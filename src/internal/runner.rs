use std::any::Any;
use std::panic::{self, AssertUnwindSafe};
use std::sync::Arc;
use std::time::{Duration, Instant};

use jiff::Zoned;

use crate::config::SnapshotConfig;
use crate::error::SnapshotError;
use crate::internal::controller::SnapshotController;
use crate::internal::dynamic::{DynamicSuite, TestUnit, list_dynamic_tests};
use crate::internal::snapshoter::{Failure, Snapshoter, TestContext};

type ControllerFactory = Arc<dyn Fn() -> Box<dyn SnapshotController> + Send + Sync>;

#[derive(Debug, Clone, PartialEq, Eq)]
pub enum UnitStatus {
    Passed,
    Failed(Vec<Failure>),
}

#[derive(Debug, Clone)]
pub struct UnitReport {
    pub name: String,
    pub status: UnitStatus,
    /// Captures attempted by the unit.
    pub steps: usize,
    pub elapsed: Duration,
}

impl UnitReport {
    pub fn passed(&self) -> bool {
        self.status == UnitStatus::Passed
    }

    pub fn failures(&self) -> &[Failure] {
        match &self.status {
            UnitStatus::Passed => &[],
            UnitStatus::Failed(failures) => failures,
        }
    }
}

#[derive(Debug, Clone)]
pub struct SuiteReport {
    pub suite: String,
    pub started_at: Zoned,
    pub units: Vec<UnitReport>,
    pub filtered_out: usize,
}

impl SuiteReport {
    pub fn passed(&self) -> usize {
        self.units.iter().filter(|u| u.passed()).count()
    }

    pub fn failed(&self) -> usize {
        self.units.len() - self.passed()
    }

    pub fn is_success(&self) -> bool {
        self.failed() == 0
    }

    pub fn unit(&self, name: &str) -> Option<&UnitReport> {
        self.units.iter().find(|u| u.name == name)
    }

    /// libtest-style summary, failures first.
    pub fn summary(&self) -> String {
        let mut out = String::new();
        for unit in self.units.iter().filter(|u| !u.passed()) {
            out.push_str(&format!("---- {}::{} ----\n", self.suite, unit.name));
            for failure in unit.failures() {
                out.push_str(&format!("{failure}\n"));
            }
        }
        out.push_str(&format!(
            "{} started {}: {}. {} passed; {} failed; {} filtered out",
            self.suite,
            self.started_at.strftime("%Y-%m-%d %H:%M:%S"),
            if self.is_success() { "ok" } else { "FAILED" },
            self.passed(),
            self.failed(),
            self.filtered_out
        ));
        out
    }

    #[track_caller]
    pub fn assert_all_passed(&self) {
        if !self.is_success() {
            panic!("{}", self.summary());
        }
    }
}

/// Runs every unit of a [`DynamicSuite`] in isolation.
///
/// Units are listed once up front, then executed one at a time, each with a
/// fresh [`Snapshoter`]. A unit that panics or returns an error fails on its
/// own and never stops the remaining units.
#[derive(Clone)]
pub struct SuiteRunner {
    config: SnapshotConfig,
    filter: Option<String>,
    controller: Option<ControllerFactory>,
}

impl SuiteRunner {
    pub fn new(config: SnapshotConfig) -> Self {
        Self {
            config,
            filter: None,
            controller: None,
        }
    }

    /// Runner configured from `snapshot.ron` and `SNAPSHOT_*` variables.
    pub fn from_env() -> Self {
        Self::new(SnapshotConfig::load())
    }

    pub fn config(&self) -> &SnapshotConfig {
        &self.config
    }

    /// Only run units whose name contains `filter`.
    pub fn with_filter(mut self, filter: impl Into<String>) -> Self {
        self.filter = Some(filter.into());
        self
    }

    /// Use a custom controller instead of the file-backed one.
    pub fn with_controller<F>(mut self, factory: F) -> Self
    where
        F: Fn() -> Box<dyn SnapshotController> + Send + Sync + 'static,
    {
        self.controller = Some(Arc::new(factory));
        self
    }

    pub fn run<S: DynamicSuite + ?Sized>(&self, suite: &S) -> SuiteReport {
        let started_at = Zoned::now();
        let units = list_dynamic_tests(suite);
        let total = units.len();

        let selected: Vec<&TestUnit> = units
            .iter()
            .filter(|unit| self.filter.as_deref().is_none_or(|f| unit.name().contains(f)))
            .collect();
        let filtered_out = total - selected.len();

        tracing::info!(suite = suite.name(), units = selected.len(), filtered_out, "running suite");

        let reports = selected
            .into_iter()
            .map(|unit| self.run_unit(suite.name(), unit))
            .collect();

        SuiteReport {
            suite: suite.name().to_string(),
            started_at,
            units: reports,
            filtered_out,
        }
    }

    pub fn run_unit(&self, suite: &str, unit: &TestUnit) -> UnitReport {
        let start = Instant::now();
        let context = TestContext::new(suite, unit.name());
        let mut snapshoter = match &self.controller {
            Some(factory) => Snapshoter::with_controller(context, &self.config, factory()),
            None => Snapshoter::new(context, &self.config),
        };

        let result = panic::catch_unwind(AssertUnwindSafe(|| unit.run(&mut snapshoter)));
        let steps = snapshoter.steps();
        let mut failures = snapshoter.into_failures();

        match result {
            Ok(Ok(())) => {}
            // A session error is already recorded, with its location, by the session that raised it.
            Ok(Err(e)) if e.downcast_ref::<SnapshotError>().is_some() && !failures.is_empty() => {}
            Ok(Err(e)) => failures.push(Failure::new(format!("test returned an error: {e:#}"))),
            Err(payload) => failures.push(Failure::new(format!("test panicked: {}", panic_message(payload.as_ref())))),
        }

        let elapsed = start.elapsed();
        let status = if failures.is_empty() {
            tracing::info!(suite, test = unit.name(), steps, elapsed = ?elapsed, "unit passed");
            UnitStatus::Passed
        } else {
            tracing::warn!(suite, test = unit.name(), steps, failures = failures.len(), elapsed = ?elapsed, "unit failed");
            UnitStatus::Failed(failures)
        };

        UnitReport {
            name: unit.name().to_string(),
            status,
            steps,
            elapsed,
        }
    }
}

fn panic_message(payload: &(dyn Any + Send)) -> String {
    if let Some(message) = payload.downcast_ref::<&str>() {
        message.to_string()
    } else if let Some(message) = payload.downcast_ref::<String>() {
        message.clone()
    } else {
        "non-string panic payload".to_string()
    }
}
————————
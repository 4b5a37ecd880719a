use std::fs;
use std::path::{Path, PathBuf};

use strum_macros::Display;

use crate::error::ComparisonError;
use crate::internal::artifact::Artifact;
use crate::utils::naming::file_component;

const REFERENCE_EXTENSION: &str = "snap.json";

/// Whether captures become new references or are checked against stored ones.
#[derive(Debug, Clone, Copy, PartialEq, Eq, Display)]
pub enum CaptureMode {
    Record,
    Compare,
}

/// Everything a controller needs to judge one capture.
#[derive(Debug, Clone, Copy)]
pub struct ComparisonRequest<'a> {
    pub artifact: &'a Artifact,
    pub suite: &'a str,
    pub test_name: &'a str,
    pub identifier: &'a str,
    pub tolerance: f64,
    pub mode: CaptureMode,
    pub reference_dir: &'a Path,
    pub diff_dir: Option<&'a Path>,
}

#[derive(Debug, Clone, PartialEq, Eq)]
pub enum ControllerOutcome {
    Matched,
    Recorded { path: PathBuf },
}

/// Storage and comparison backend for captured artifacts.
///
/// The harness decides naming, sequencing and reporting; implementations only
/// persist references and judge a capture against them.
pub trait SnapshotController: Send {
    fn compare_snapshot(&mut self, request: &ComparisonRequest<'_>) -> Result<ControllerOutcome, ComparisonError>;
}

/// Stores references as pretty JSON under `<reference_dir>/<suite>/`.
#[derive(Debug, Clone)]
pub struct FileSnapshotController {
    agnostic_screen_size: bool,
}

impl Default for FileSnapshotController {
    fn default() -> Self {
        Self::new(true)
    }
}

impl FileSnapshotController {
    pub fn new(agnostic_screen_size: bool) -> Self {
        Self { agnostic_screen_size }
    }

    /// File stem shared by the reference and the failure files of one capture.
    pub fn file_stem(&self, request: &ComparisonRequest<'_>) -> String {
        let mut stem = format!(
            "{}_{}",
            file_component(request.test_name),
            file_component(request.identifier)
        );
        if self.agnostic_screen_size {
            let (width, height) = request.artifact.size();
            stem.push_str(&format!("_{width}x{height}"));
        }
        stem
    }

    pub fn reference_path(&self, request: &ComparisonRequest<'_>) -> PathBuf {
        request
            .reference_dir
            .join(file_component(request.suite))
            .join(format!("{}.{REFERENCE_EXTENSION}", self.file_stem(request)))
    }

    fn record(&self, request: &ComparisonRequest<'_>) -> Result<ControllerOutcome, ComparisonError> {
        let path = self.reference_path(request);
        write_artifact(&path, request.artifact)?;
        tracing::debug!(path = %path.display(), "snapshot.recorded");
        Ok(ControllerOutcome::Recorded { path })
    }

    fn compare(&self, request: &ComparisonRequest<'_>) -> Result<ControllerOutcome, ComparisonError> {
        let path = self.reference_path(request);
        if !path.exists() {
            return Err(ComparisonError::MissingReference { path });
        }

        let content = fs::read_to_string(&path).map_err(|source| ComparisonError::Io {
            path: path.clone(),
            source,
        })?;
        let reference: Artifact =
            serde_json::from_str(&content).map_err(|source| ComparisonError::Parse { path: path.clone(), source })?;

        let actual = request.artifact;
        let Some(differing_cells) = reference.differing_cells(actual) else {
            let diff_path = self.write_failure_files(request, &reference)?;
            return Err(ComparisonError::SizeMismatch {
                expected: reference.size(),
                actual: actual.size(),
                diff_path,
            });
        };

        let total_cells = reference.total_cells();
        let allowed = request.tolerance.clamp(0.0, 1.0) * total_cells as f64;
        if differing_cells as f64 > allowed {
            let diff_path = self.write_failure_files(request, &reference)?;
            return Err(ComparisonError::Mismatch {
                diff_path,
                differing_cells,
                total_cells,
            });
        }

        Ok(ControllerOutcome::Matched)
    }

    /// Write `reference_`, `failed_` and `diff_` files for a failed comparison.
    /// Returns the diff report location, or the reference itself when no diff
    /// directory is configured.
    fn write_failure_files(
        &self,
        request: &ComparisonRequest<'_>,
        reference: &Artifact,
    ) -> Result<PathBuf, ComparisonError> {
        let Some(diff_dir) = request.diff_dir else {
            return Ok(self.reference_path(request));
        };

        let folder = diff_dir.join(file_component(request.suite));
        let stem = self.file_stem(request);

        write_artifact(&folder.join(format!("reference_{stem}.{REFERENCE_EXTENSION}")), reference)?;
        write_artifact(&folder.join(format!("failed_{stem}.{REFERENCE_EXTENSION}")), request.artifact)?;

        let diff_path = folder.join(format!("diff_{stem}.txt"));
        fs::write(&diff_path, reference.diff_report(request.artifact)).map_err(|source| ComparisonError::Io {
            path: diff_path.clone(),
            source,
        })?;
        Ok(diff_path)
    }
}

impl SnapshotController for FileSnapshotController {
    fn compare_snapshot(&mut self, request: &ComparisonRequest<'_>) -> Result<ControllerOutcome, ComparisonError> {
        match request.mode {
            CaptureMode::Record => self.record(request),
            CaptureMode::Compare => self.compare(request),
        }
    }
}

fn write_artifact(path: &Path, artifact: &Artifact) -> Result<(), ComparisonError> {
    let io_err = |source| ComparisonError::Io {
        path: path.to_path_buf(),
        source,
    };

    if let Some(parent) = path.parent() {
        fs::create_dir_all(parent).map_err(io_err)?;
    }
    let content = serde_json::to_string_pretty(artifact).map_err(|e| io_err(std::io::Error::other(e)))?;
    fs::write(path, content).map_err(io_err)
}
————————
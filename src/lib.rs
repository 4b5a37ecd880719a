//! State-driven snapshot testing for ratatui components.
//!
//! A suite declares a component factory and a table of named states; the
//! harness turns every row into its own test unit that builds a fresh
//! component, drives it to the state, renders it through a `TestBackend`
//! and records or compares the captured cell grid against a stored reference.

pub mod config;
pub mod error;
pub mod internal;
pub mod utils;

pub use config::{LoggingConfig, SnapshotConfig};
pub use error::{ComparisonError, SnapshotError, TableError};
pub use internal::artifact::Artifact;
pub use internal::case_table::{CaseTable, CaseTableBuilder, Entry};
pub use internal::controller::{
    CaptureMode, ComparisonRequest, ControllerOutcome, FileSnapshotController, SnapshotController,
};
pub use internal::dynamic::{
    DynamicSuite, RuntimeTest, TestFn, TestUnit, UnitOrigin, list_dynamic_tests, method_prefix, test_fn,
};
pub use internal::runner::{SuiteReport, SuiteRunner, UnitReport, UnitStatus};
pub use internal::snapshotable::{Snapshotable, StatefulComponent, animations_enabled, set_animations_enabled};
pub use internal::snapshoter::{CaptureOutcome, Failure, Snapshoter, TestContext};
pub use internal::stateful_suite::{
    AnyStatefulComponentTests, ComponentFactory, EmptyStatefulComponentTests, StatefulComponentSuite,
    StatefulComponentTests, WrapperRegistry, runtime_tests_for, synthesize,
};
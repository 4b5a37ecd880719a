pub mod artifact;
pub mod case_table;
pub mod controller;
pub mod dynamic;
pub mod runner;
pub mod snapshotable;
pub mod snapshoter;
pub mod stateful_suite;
————————
§ About this task
If the string "parent" is in a line of the entries, pick that line out.

§ Expected answer
    if let Some(parent) = path.parent() {
        fs::create_dir_all(parent).map_err(io_err)?;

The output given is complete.